Here, we create a diploid personalized genome per samples by inserting phasedi variants from whole genomes (single nucleotide variants, small insertions and deletions, and structural variants) to reference genome (hg38).
Then we create chain files to go from personalized genome to reference genome, and vice versa.
ATAC-seq reads are mapped to HAP1, HAP2 and reference genome (hg38) individually.
Bam file are further processed to remove duplicate reads and reads with low mapping quality (Q2).
Peak calling is performed in each alignment file seperately with MACS2.
Peak summit locations from HAP1 and HAP2 are lifted over to hg38 coordinates, filtered for blacklisted regions. Then peak summits are extended 250bp to each direction, and peak scores within each peak set is normalized (by dividing each peak score to the total peak score).

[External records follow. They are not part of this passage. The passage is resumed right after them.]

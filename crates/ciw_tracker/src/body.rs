//! Markdown rendered into tracker issues and comments.
//!
//! Issue bodies carry the dedup key on a hidden marker line so later invocations can find the
//! issue again, either by substring search or by [`embedded_dedup_key`].

use std::fmt::Write as _;

use ciw_core::domain::{Incident, Issue};
use ciw_core::reconcile::DedupMatcher;

pub const DEDUP_MARKER_PREFIX: &str = "<!-- ciw-dedup-key: ";
const DEDUP_MARKER_SUFFIX: &str = " -->";

fn source_line(incident: &Incident) -> String {
    match incident.source_url.as_deref() {
        Some(url) => format!("Source: {url}"),
        None => "Source: unknown".to_string(),
    }
}

fn counts_line(incident: &Incident) -> String {
    let c = &incident.counts;
    format!(
        "Total: {} | Failed: {} | Passed: {} | Skipped: {}",
        c.total, c.fail, c.success, c.skip
    )
}

pub fn issue_body(incident: &Incident) -> String {
    let mut out = String::new();
    let _ = writeln!(
        out,
        "{DEDUP_MARKER_PREFIX}{}{DEDUP_MARKER_SUFFIX}",
        incident.dedup_key
    );
    let _ = writeln!(out, "## {}\n", incident.title);
    let _ = writeln!(out, "{}", incident.description.trim_end());
    let _ = writeln!(out);
    let _ = writeln!(out, "{}", counts_line(incident));
    let _ = writeln!(out, "{}", source_line(incident));
    let _ = writeln!(out, "\nDedup key: `{}`", incident.dedup_key);
    out
}

pub fn failure_comment(incident: &Incident) -> String {
    format!(
        "Failure reproduced, reopening.\n\n{}\n\n{}\n{}\n",
        incident.description.trim_end(),
        counts_line(incident),
        source_line(incident)
    )
}

pub fn success_comment(incident: &Incident) -> String {
    format!(
        "Tests are passing again, closing.\n\n{}\n\n{}\n{}\n",
        incident.description.trim_end(),
        counts_line(incident),
        source_line(incident)
    )
}

/// Dedup key from the marker line, if the body has one.
pub fn embedded_dedup_key(body: &str) -> Option<&str> {
    body.lines().find_map(|line| {
        line.trim()
            .strip_prefix(DEDUP_MARKER_PREFIX)?
            .strip_suffix(DEDUP_MARKER_SUFFIX)
            .map(str::trim)
    })
}

/// Matches on the structured marker only, ignoring keys quoted elsewhere in the body.
#[derive(Debug, Clone, Copy, Default)]
pub struct MarkerMatcher;

impl DedupMatcher for MarkerMatcher {
    fn matches(&self, issue: &Issue, dedup_key: &str) -> bool {
        embedded_dedup_key(&issue.body) == Some(dedup_key)
    }
}

#[cfg(test)]
mod tests {
    use super::*;
    use ciw_core::domain::{IncidentCounts, IssueState};

    fn incident() -> Incident {
        Incident {
            dedup_key: "abc123".to_string(),
            title: "svc: 1 of 2 tests failed".to_string(),
            description: "details".to_string(),
            service: "svc".to_string(),
            source_url: Some("https://ci.example.com/7".to_string()),
            assignee: None,
            counts: IncidentCounts {
                total: 2,
                fail: 1,
                success: 1,
                skip: 0,
            },
        }
    }

    #[test]
    fn body_embeds_a_recoverable_key() {
        let body = issue_body(&incident());
        assert!(body.contains("abc123"));
        assert!(body.contains("Source: https://ci.example.com/7"));
        assert_eq!(embedded_dedup_key(&body), Some("abc123"));
    }

    #[test]
    fn marker_matcher_ignores_quoted_keys() {
        let issue = Issue {
            id: 1,
            number: 1,
            url: String::new(),
            state: IssueState::Closed,
            body: "see also abc123".to_string(),
            created_at: "2026-01-01T00:00:00Z".to_string(),
        };
        assert!(!MarkerMatcher.matches(&issue, "abc123"));
        let tagged = Issue {
            body: issue_body(&incident()),
            ..issue
        };
        assert!(MarkerMatcher.matches(&tagged, "abc123"));
    }

    #[test]
    fn comments_reference_description_and_source() {
        let inc = incident();
        for text in [failure_comment(&inc), success_comment(&inc)] {
            assert!(text.contains("details"));
            assert!(text.contains("https://ci.example.com/7"));
        }
    }
}
//! File listing and lookup handlers

use std::sync::Arc;

use axum::{
    extract::{Path, State},
    response::IntoResponse,
    Json,
};

use nimbus_core::models::Asset;
use nimbus_core::AppError;
use nimbus_storage::StorageError;

use crate::error::{ErrorResponse, HttpAppError};
use crate::state::AppState;

/// List assets in the configured folder, newest first.
#[utoipa::path(
    get,
    path = "/api/cloudinary/files",
    tag = "files",
    responses(
        (status = 200, description = "One page of assets, newest first", body = Vec<Asset>),
        (status = 500, description = "Provider listing failed", body = ErrorResponse)
    )
)]
#[tracing::instrument(skip(state), fields(operation = "list_files"))]
pub async fn list_files(
    State(state): State<Arc<AppState>>,
) -> Result<impl IntoResponse, HttpAppError> {
    let assets = state.gateway.list(None, None).await?;

    tracing::debug!(count = assets.len(), "Listed assets");
    Ok(Json(assets))
}

/// Fetch one asset by identifier.
///
/// The router has already percent-decoded the path segment, so an encoded
/// separator (`media%2Fsunset`) reaches the provider as `media/sunset`.
#[utoipa::path(
    get,
    path = "/api/cloudinary/file/{publicId}",
    tag = "files",
    params(
        ("publicId" = String, Path, description = "Asset identifier; folder separators may arrive percent-encoded")
    ),
    responses(
        (status = 200, description = "Provider descriptor for the asset", body = Asset),
        (status = 500, description = "Lookup failed, including unknown identifiers", body = ErrorResponse)
    )
)]
#[tracing::instrument(skip(state), fields(operation = "get_file", public_id = %public_id))]
pub async fn get_file(
    Path(public_id): Path<String>,
    State(state): State<Arc<AppState>>,
) -> Result<impl IntoResponse, HttpAppError> {
    let asset = state
        .gateway
        .fetch_one(&public_id)
        .await
        .map_err(|err| match err {
            // This route exposes no 404: an unknown identifier is a plain
            // fetch failure to callers.
            StorageError::NotFound(id) => {
                HttpAppError(AppError::Fetch(format!("no such asset: {id}")))
            }
            other => HttpAppError::from(other),
        })?;

    Ok(Json(asset))
}
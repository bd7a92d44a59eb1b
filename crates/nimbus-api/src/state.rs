//! Application state shared by request handlers

use nimbus_core::{Config, VideoRegistry};
use nimbus_storage::MediaGateway;

/// Main application state.
///
/// Built once at startup and handed to the router behind an `Arc`;
/// handlers receive it through `State<Arc<AppState>>`.
pub struct AppState {
    pub gateway: MediaGateway,
    pub videos: VideoRegistry,
    pub config: Config,
}

impl AppState {
    pub fn new(gateway: MediaGateway, videos: VideoRegistry, config: Config) -> Self {
        Self {
            gateway,
            videos,
            config,
        }
    }
}
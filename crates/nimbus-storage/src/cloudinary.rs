//! Cloudinary REST client
//!
//! `MediaProvider` implementation against the Cloudinary upload and admin
//! APIs. Upload and destroy calls carry a request signature; admin reads
//! use basic auth. The provider's response contract, including the destroy
//! result strings, is confined to this crate.

use async_trait::async_trait;
use bytes::Bytes;
use chrono::Utc;
use percent_encoding::{utf8_percent_encode, AsciiSet, NON_ALPHANUMERIC};
use reqwest::multipart::{Form, Part};
use reqwest::{Client, StatusCode};
use serde::Deserialize;
use sha2::{Digest, Sha256};

use nimbus_core::config::CloudinaryConfig;
use nimbus_core::models::Asset;

use crate::traits::{DestroyReceipt, MediaProvider, ResourceKind, StorageError, StorageResult};

/// Characters escaped when a public identifier is embedded in a URL path.
/// Slashes stay literal: inside an identifier they are folder separators,
/// not path boundaries the admin API would reject.
const PUBLIC_ID_SET: &AsciiSet = &NON_ALPHANUMERIC
    .remove(b'/')
    .remove(b'.')
    .remove(b'-')
    .remove(b'_');

/// Cloudinary API client
#[derive(Clone)]
pub struct CloudinaryClient {
    http: Client,
    cloud_name: String,
    api_key: String,
    api_secret: String,
    base_url: String,
}

impl std::fmt::Debug for CloudinaryClient {
    fn fmt(&self, f: &mut std::fmt::Formatter<'_>) -> std::fmt::Result {
        f.debug_struct("CloudinaryClient")
            .field("cloud_name", &self.cloud_name)
            .field("base_url", &self.base_url)
            .finish_non_exhaustive()
    }
}

impl CloudinaryClient {
    /// Build a client from provider credentials.
    ///
    /// No request timeout is configured; the transport's defaults apply and
    /// long uploads are not cut short here.
    pub fn new(config: &CloudinaryConfig) -> StorageResult<Self> {
        let http = Client::builder()
            .build()
            .map_err(|e| StorageError::Config(format!("failed to build HTTP client: {e}")))?;

        Ok(Self {
            http,
            cloud_name: config.cloud_name.clone(),
            api_key: config.api_key.clone(),
            api_secret: config.api_secret.clone(),
            base_url: config.api_base_url.trim_end_matches('/').to_string(),
        })
    }

    fn upload_url(&self) -> String {
        // `auto` lets the provider detect image vs. video vs. raw.
        format!("{}/v1_1/{}/auto/upload", self.base_url, self.cloud_name)
    }

    fn search_url(&self) -> String {
        format!("{}/v1_1/{}/resources/search", self.base_url, self.cloud_name)
    }

    fn resource_url(&self, kind: ResourceKind, public_id: &str) -> String {
        let encoded = utf8_percent_encode(public_id, PUBLIC_ID_SET);
        format!(
            "{}/v1_1/{}/resources/{}/upload/{}",
            self.base_url,
            self.cloud_name,
            kind.as_str(),
            encoded
        )
    }

    fn destroy_url(&self, kind: ResourceKind) -> String {
        format!(
            "{}/v1_1/{}/{}/destroy",
            self.base_url,
            self.cloud_name,
            kind.as_str()
        )
    }

    /// Request signature over the signed parameters: `k=v` pairs sorted by
    /// key, joined with `&`, the API secret appended, SHA-256, hex.
    fn sign(&self, params: &[(&str, &str)]) -> String {
        let mut sorted: Vec<(&str, &str)> = params.to_vec();
        sorted.sort_by_key(|(key, _)| *key);

        let payload: Vec<String> = sorted
            .iter()
            .map(|(key, value)| format!("{key}={value}"))
            .collect();

        let mut hasher = Sha256::new();
        hasher.update(payload.join("&").as_bytes());
        hasher.update(self.api_secret.as_bytes());
        hex::encode(hasher.finalize())
    }

    async fn read_error_body(response: reqwest::Response) -> String {
        let status = response.status();
        let body = response
            .text()
            .await
            .unwrap_or_else(|_| "<unreadable body>".to_string());
        format!("{status}: {body}")
    }
}

#[async_trait]
impl MediaProvider for CloudinaryClient {
    async fn store(
        &self,
        folder: &str,
        filename: &str,
        content_type: &str,
        data: Bytes,
    ) -> StorageResult<Asset> {
        let size_bytes = data.len();
        let timestamp = Utc::now().timestamp().to_string();
        let signature = self.sign(&[("folder", folder), ("timestamp", &timestamp)]);

        let file_part = Part::stream(reqwest::Body::from(data))
            .file_name(filename.to_string())
            .mime_str(content_type)
            .map_err(|e| StorageError::UploadFailed(format!("invalid content type: {e}")))?;

        let form = Form::new()
            .part("file", file_part)
            .text("folder", folder.to_string())
            .text("timestamp", timestamp)
            .text("api_key", self.api_key.clone())
            .text("signature", signature);

        let response = self
            .http
            .post(self.upload_url())
            .multipart(form)
            .send()
            .await
            .map_err(|e| {
                tracing::error!(error = %e, folder = %folder, "Upload request failed");
                StorageError::UploadFailed(e.to_string())
            })?;

        if !response.status().is_success() {
            let detail = Self::read_error_body(response).await;
            tracing::error!(folder = %folder, detail = %detail, "Provider rejected upload");
            return Err(StorageError::UploadFailed(detail));
        }

        let asset: Asset = response
            .json()
            .await
            .map_err(|e| StorageError::UploadFailed(format!("invalid upload response: {e}")))?;

        tracing::info!(
            public_id = %asset.public_id,
            folder = %folder,
            size_bytes,
            "Upload successful"
        );
        Ok(asset)
    }

    async fn search(&self, folder: &str, max_results: usize) -> StorageResult<Vec<Asset>> {
        let body = serde_json::json!({
            "expression": format!("folder:{folder}"),
            "sort_by": [{ "created_at": "desc" }],
            "max_results": max_results,
        });

        let response = self
            .http
            .post(self.search_url())
            .basic_auth(&self.api_key, Some(&self.api_secret))
            .json(&body)
            .send()
            .await
            .map_err(|e| {
                tracing::error!(error = %e, folder = %folder, "Search request failed");
                StorageError::SearchFailed(e.to_string())
            })?;

        if !response.status().is_success() {
            let detail = Self::read_error_body(response).await;
            tracing::error!(folder = %folder, detail = %detail, "Provider rejected search");
            return Err(StorageError::SearchFailed(detail));
        }

        #[derive(Deserialize)]
        struct SearchResponse {
            #[serde(default)]
            resources: Vec<Asset>,
        }

        let parsed: SearchResponse = response
            .json()
            .await
            .map_err(|e| StorageError::SearchFailed(format!("invalid search response: {e}")))?;

        tracing::debug!(folder = %folder, count = parsed.resources.len(), "Search complete");
        Ok(parsed.resources)
    }

    async fn resource(&self, public_id: &str) -> StorageResult<Asset> {
        // The admin API addresses resources by type, but callers only hold
        // an identifier. Probe the known types and return the first hit.
        for kind in [ResourceKind::Image, ResourceKind::Video, ResourceKind::Raw] {
            let response = self
                .http
                .get(self.resource_url(kind, public_id))
                .basic_auth(&self.api_key, Some(&self.api_secret))
                .send()
                .await
                .map_err(|e| {
                    tracing::error!(error = %e, public_id = %public_id, "Lookup request failed");
                    StorageError::LookupFailed(e.to_string())
                })?;

            let status = response.status();
            if status == StatusCode::NOT_FOUND {
                continue;
            }
            if !status.is_success() {
                let detail = Self::read_error_body(response).await;
                tracing::error!(public_id = %public_id, detail = %detail, "Provider rejected lookup");
                return Err(StorageError::LookupFailed(detail));
            }

            let asset: Asset = response.json().await.map_err(|e| {
                StorageError::LookupFailed(format!("invalid resource response: {e}"))
            })?;

            tracing::debug!(
                public_id = %public_id,
                resource_type = kind.as_str(),
                "Resource found"
            );
            return Ok(asset);
        }

        tracing::debug!(public_id = %public_id, "Resource not found under any type");
        Err(StorageError::NotFound(public_id.to_string()))
    }

    async fn destroy(
        &self,
        public_id: &str,
        kind: ResourceKind,
    ) -> StorageResult<DestroyReceipt> {
        let timestamp = Utc::now().timestamp().to_string();
        let signature = self.sign(&[("public_id", public_id), ("timestamp", &timestamp)]);

        let form = Form::new()
            .text("public_id", public_id.to_string())
            .text("timestamp", timestamp)
            .text("api_key", self.api_key.clone())
            .text("signature", signature);

        let response = self
            .http
            .post(self.destroy_url(kind))
            .multipart(form)
            .send()
            .await
            .map_err(|e| {
                tracing::error!(error = %e, public_id = %public_id, "Destroy request failed");
                StorageError::DestroyFailed(e.to_string())
            })?;

        if !response.status().is_success() {
            let detail = Self::read_error_body(response).await;
            tracing::error!(public_id = %public_id, detail = %detail, "Provider rejected destroy");
            return Err(StorageError::DestroyFailed(detail));
        }

        let receipt: DestroyReceipt = response
            .json()
            .await
            .map_err(|e| StorageError::DestroyFailed(format!("invalid destroy response: {e}")))?;

        tracing::debug!(
            public_id = %public_id,
            resource_type = kind.as_str(),
            result = %receipt.result,
            "Destroy call complete"
        );
        Ok(receipt)
    }
}
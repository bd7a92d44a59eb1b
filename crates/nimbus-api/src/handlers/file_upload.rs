//! File upload handler

use std::sync::Arc;

use axum::{
    extract::{Multipart, State},
    response::IntoResponse,
    Json,
};

use nimbus_core::models::Asset;

use crate::error::{ErrorResponse, HttpAppError};
use crate::extract::extract_file_field;
use crate::state::AppState;

/// Upload one file to the media provider.
///
/// The whole field is read before the provider call; the body-limit layer
/// caps how much that can be.
#[utoipa::path(
    post,
    path = "/api/cloudinary/upload",
    tag = "files",
    request_body(content = inline(Object), content_type = "multipart/form-data"),
    responses(
        (status = 200, description = "Provider descriptor for the stored file", body = Asset),
        (status = 400, description = "No file provided", body = ErrorResponse),
        (status = 413, description = "File exceeds the configured size cap", body = ErrorResponse),
        (status = 500, description = "Provider rejected the upload", body = ErrorResponse)
    )
)]
#[tracing::instrument(skip(state, multipart), fields(operation = "upload_file"))]
pub async fn upload_file(
    State(state): State<Arc<AppState>>,
    multipart: Multipart,
) -> Result<impl IntoResponse, HttpAppError> {
    let file = extract_file_field(multipart).await.map_err(HttpAppError::from)?;

    tracing::debug!(
        filename = %file.filename,
        content_type = %file.content_type,
        size_bytes = file.data.len(),
        "Received upload"
    );

    let asset = state
        .gateway
        .store(None, &file.filename, &file.content_type, file.data)
        .await?;

    Ok(Json(asset))
}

Then, three peak sets (HAP1, HAP2 and hg38) are consolidated: all peaks are combined and ranked by their normalized score. Starting with the highest scoring peak, we filter out any peak that overlaps with the highest scoring peak. Then we move onto the second peak, and repeat this process until we have a non-overlapping peak set. This step ensures we obtain an accurate peak set considering all three alignments.
At this step, we aim to obtain allele specific counts.
We first start by comparing HAP1 and HAP2 bam files generated in the first
step. We evaluate each read in these bam files in order to identify its most likely
origin. We do this by looking first at mapping quality, then at the number of
mismatches. If a read has higher mapping quality for either of the haplotypes
it is assigned to that haplotype. If the mapping quality is the same, we look
at the number of mismatches and assigned the read to the haplotype for which
the read is aligned with least number of mismatches. If both metrics are
equivalent, we deem the read as commonly mapping to both haplotypes. This step
results in four bam files: HAP1.unique.bam
, HAP2.unique.bam
,
HAP1.common.bam
and HAP2.common.bam
(HAP1.common.bam
and
HAP2.common.bam
should essentially be identical).
We next check duplicate and ambiguously mapping reads. We mark the duplicate
reads in each of these bam files with Picard. Then, by lifting over the read
positions in HAP1.common.bam
and HAP2.common.bam
to reference genome, we
check for ambiguously mapping reads (if the reads are truly indistinguishable
between two haplotypes, they should correspond to the same location when
lifted over to the reference genome).
Next, we obtain phased heterozygous variants from whole genome sequence data
and overlap them with consolidated peaks obtained in the previous step. These
variants will be the ones that we will try to obtain allele specific counts.
SNV locations in peaks are lifted over to HAP1 and HAP2, and we count the
alleles at these variants using HAP1.bam and HAP2.bam files with
samtools mpileup
. We also count the alleles using the COMMON.bam
file.
Next, we combine allelic counts from HAP1, HAP2 and COMMON alignments, add genomic allelic ratios from WGS data, and predict allele specific chromatin accessibility variants using BaalCHIP.
At this step, we evaluate the impact of variants on transcription factor motif binding by evaluating cluster-buster scores of ASCAVs over non-ASCAVs. We perform this analysis in peak-wise and not variant-wise. Thus, we start by filtering peaks that contain discordant ASCAVs (ie. the peak has multiple ASCAVs with different winning haplotypes). Then the remaining peaks are lifted over to HAP1 or HAP2 (depending on the winning haplotype) and sequences were extracted from corresponding haplotype fastas. Next, we select control peaks that are not predicted as ASCAVs from the BaalCHIP output, again filtering for discordant variants. Peak positions are lifted over to HAP1 or HAP2, and sequences were extracted as in previous step. For each peak, the sequences from the reference genome were extracted as well. And finally, all sequences are scored with cluster-buster using a motif collection of 22k motifs.